**Exercise prompt:** Each entry below needs to be copied exactly, with nothing dropped.

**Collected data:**
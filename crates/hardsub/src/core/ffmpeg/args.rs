//! FFmpeg argument construction
//!
//! Turns a burn job plus encoding settings into the exact argument vector
//! handed to the encoder. Everything here is pure so the command line can be
//! checked without spawning anything.

use std::path::{Path, PathBuf};

use serde::{Deserialize, Serialize};

use super::{FFmpegError, FFmpegResult};
use crate::core::settings::EncodingSettings;

/// Longest path (in characters) the encoder is ever handed
pub const MAX_PATH_LENGTH: usize = 32767;

/// Zero-width and BOM characters that silently break filter parsing
const INVISIBLE_CHARS: [char; 5] = ['\u{200B}', '\u{200C}', '\u{200D}', '\u{2060}', '\u{FEFF}'];

/// Characters with meaning inside a filter graph option value
const FILTER_SPECIAL_CHARS: [char; 7] = [':', '\'', '[', ']', ';', ',', '='];

/// Everything needed to run one burn
#[derive(Debug, Clone, Serialize, Deserialize)]
#[serde(rename_all = "camelCase")]
pub struct BurnRequest {
    pub video_path: PathBuf,
    pub subtitle_path: PathBuf,
    /// Relative paths are resolved against the video's directory
    pub output_path: PathBuf,
    pub settings: EncodingSettings,
}

impl BurnRequest {
    pub fn new(
        video_path: impl Into<PathBuf>,
        subtitle_path: impl Into<PathBuf>,
        output_path: impl Into<PathBuf>,
        settings: EncodingSettings,
    ) -> Self {
        Self {
            video_path: video_path.into(),
            subtitle_path: subtitle_path.into(),
            output_path: output_path.into(),
            settings,
        }
    }
}

// =============================================================================
// Path Handling
// =============================================================================

/// Escape a subtitle path for use inside `subtitles='...'`.
///
/// Backslashes are escaped for both the filter graph and the option parser
/// (one becomes four); every other filter metacharacter gets a single
/// backslash. Slashes, spaces and non-ASCII text pass through unchanged.
pub fn escape_subtitle_path(path: &str) -> String {
    let mut escaped = String::with_capacity(path.len() + 8);
    for c in path.chars() {
        if c == '\\' {
            escaped.push_str("\\\\\\\\");
        } else if FILTER_SPECIAL_CHARS.contains(&c) {
            escaped.push('\\');
            escaped.push(c);
        } else {
            escaped.push(c);
        }
    }
    escaped
}

/// Reject paths the encoder cannot be trusted to receive intact.
pub fn validate_path_for_ffmpeg(path: &str) -> FFmpegResult<()> {
    if path.contains(['\n', '\r']) {
        return Err(FFmpegError::InvalidPath("Path contains newline characters".to_string()));
    }

    if path.contains('\0') {
        return Err(FFmpegError::InvalidPath("Path contains null bytes".to_string()));
    }

    if path.contains(INVISIBLE_CHARS) {
        return Err(FFmpegError::InvalidPath("Path contains invisible characters".to_string()));
    }

    if path.chars().count() > MAX_PATH_LENGTH {
        return Err(FFmpegError::InvalidPath(format!(
            "Path exceeds maximum length of {} characters",
            MAX_PATH_LENGTH
        )));
    }

    Ok(())
}

/// Resolve the output path: relative paths live next to the source video.
pub fn resolve_output_path(video_path: &Path, output_path: &Path) -> PathBuf {
    if output_path.is_absolute() {
        return output_path.to_path_buf();
    }

    match video_path.parent() {
        Some(dir) => dir.join(output_path),
        None => output_path.to_path_buf(),
    }
}

fn has_mp4_extension(path: &Path) -> bool {
    path.extension()
        .and_then(|ext| ext.to_str())
        .map(|ext| ext.eq_ignore_ascii_case("mp4"))
        .unwrap_or(false)
}

// =============================================================================
// Argument Construction
// =============================================================================

/// Build the `-vf` chain: optional scale, the subtitle overlay, and a pixel
/// format conversion when a hardware encoder consumes the frames.
pub fn build_filter_chain(subtitle_path: &Path, settings: &EncodingSettings) -> String {
    let mut filters = Vec::with_capacity(3);

    if let Some((width, height)) = settings.scale() {
        filters.push(format!("scale={}:{}", width, height));
    }

    let escaped = escape_subtitle_path(&subtitle_path.to_string_lossy());
    filters.push(format!("subtitles='{}'", escaped));

    if settings.acceleration_enabled {
        filters.push("format=yuv420p".to_string());
    }

    filters.join(",")
}

/// Build the full encoder argument vector for one burn.
///
/// `output_path` must already be resolved.
pub fn build_burn_args(
    video_path: &Path,
    subtitle_path: &Path,
    output_path: &Path,
    settings: &EncodingSettings,
) -> Vec<String> {
    let mut args: Vec<String> = Vec::new();

    if settings.decode_acceleration {
        args.push("-hwaccel".into());
        args.push(settings.hardware_encoder.decode_accel().into());
    }

    args.push("-i".into());
    args.push(video_path.to_string_lossy().into_owned());

    args.push("-vf".into());
    args.push(build_filter_chain(subtitle_path, settings));

    if settings.acceleration_enabled {
        push_hardware_encoder_args(&mut args, settings);
    } else {
        args.push("-c:v".into());
        args.push(settings.codec.software_encoder().into());
        args.push("-b:v".into());
        args.push(settings.bitrate.clone());
        args.push("-preset".into());
        args.push("veryfast".into());
        args.push("-tune".into());
        args.push("animation".into());
    }

    args.push("-c:a".into());
    args.push("copy".into());

    if has_mp4_extension(output_path) {
        args.push("-movflags".into());
        args.push("+faststart".into());
    }

    args.push("-y".into());
    args.push(output_path.to_string_lossy().into_owned());

    args
}

fn push_hardware_encoder_args(args: &mut Vec<String>, settings: &EncodingSettings) {
    let rc = settings.rate_control_mode;

    args.push("-c:v".into());
    args.push(settings.hardware_encoder.encoder_name(settings.codec));

    args.push("-rc:v".into());
    args.push(rc.as_str().into());

    if rc.is_quality_constrained() {
        args.push("-cq:v".into());
        args.push(settings.quality_param.to_string());
    }

    args.push("-preset".into());
    args.push(settings.encoder_preset.as_str().into());
    args.push("-tune".into());
    args.push("hq".into());

    if settings.spatial_aq {
        args.push("-spatial_aq".into());
        args.push("1".into());
    }
    if settings.temporal_aq {
        args.push("-temporal_aq".into());
        args.push("1".into());
    }

    args.push("-rc-lookahead".into());
    args.push(settings.lookahead.to_string());

    // Quality-constrained modes let the encoder pick the bitrate.
    args.push("-b:v".into());
    if rc.is_quality_constrained() {
        args.push("0".into());
    } else {
        args.push(settings.bitrate.clone());
    }
}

**Solution below:**
filename crates/hardsub/src/core/ffmpeg/args.rs
//! FFmpeg argument construction
//!
//! Turns a burn job plus encoding settings into the exact argument vector
//! handed to the encoder. Everything here is pure so the command line can be
//! checked without spawning anything.

use std::path::{Path, PathBuf};

use serde::{Deserialize, Serialize};

use super::{FFmpegError, FFmpegResult};
use crate::core::settings::EncodingSettings;

/// Longest path (in characters) the encoder is ever handed
pub const MAX_PATH_LENGTH: usize = 32767;

/// Zero-width and BOM characters that silently break filter parsing
const INVISIBLE_CHARS: [char; 5] = ['\u{200B}', '\u{200C}', '\u{200D}', '\u{2060}', '\u{FEFF}'];

/// Characters with meaning inside a filter graph option value
const FILTER_SPECIAL_CHARS: [char; 7] = [':', '\'', '[', ']', ';', ',', '='];

/// Everything needed to run one burn
#[derive(Debug, Clone, Serialize, Deserialize)]
#[serde(rename_all = "camelCase")]
pub struct BurnRequest {
    pub video_path: PathBuf,
    pub subtitle_path: PathBuf,
    /// Relative paths are resolved against the video's directory
    pub output_path: PathBuf,
    pub settings: EncodingSettings,
}

impl BurnRequest {
    pub fn new(
        video_path: impl Into<PathBuf>,
        subtitle_path: impl Into<PathBuf>,
        output_path: impl Into<PathBuf>,
        settings: EncodingSettings,
    ) -> Self {
        Self {
            video_path: video_path.into(),
            subtitle_path: subtitle_path.into(),
            output_path: output_path.into(),
            settings,
        }
    }
}

// =============================================================================
// Path Handling
// =============================================================================

/// Escape a subtitle path for use inside `subtitles='...'`.
///
/// Backslashes are escaped for both the filter graph and the option parser
/// (one becomes four); every other filter metacharacter gets a single
/// backslash. Slashes, spaces and non-ASCII text pass through unchanged.
pub fn escape_subtitle_path(path: &str) -> String {
    let mut escaped = String::with_capacity(path.len() + 8);
    for c in path.chars() {
        if c == '\\' {
            escaped.push_str("\\\\\\\\");
        } else if FILTER_SPECIAL_CHARS.contains(&c) {
            escaped.push('\\');
            escaped.push(c);
        } else {
            escaped.push(c);
        }
    }
    escaped
}

/// Reject paths the encoder cannot be trusted to receive intact.
pub fn validate_path_for_ffmpeg(path: &str) -> FFmpegResult<()> {
    if path.contains(['\n', '\r']) {
        return Err(FFmpegError::InvalidPath("Path contains newline characters".to_string()));
    }

    if path.contains('\0') {
        return Err(FFmpegError::InvalidPath("Path contains null bytes".to_string()));
    }

    if path.contains(INVISIBLE_CHARS) {
        return Err(FFmpegError::InvalidPath("Path contains invisible characters".to_string()));
    }

    if path.chars().count() > MAX_PATH_LENGTH {
        return Err(FFmpegError::InvalidPath(format!(
            "Path exceeds maximum length of {} characters",
            MAX_PATH_LENGTH
        )));
    }

    Ok(())
}

/// Resolve the output path: relative paths live next to the source video.
pub fn resolve_output_path(video_path: &Path, output_path: &Path) -> PathBuf {
    if output_path.is_absolute() {
        return output_path.to_path_buf();
    }

    match video_path.parent() {
        Some(dir) => dir.join(output_path),
        None => output_path.to_path_buf(),
    }
}

fn has_mp4_extension(path: &Path) -> bool {
    path.extension()
        .and_then(|ext| ext.to_str())
        .map(|ext| ext.eq_ignore_ascii_case("mp4"))
        .unwrap_or(false)
}

// =============================================================================
// Argument Construction
// =============================================================================

/// Build the `-vf` chain: optional scale, the subtitle overlay, and a pixel
/// format conversion when a hardware encoder consumes the frames.
pub fn build_filter_chain(subtitle_path: &Path, settings: &EncodingSettings) -> String {
    let mut filters = Vec::with_capacity(3);

    if let Some((width, height)) = settings.scale() {
        filters.push(format!("scale={}:{}", width, height));
    }

    let escaped = escape_subtitle_path(&subtitle_path.to_string_lossy());
    filters.push(format!("subtitles='{}'", escaped));

    if settings.acceleration_enabled {
        filters.push("format=yuv420p".to_string());
    }

    filters.join(",")
}

/// Build the full encoder argument vector for one burn.
///
/// `output_path` must already be resolved.
pub fn build_burn_args(
    video_path: &Path,
    subtitle_path: &Path,
    output_path: &Path,
    settings: &EncodingSettings,
) -> Vec<String> {
    let mut args: Vec<String> = Vec::new();

    if settings.decode_acceleration {
        args.push("-hwaccel".into());
        args.push(settings.hardware_encoder.decode_accel().into());
    }

    args.push("-i".into());
    args.push(video_path.to_string_lossy().into_owned());

    args.push("-vf".into());
    args.push(build_filter_chain(subtitle_path, settings));

    if settings.acceleration_enabled {
        push_hardware_encoder_args(&mut args, settings);
    } else {
        args.push("-c:v".into());
        args.push(settings.codec.software_encoder().into());
        args.push("-b:v".into());
        args.push(settings.bitrate.clone());
        args.push("-preset".into());
        args.push("veryfast".into());
        args.push("-tune".into());
        args.push("animation".into());
    }

    args.push("-c:a".into());
    args.push("copy".into());

    if has_mp4_extension(output_path) {
        args.push("-movflags".into());
        args.push("+faststart".into());
    }

    args.push("-y".into());
    args.push(output_path.to_string_lossy().into_owned());

    args
}

fn push_hardware_encoder_args(args: &mut Vec<String>, settings: &EncodingSettings) {
    let rc = settings.rate_control_mode;

    args.push("-c:v".into());
    args.push(settings.hardware_encoder.encoder_name(settings.codec));

    args.push("-rc:v".into());
    args.push(rc.as_str().into());

    if rc.is_quality_constrained() {
        args.push("-cq:v".into());
        args.push(settings.quality_param.to_string());
    }

    args.push("-preset".into());
    args.push(settings.encoder_preset.as_str().into());
    args.push("-tune".into());
    args.push("hq".into());

    if settings.spatial_aq {
        args.push("-spatial_aq".into());
        args.push("1".into());
    }
    if settings.temporal_aq {
        args.push("-temporal_aq".into());
        args.push("1".into());
    }

    args.push("-rc-lookahead".into());
    args.push(settings.lookahead.to_string());

    // Quality-constrained modes let the encoder pick the bitrate.
    args.push("-b:v".into());
    if rc.is_quality_constrained() {
        args.push("0".into());
    } else {
        args.push(settings.bitrate.clone());
    }
}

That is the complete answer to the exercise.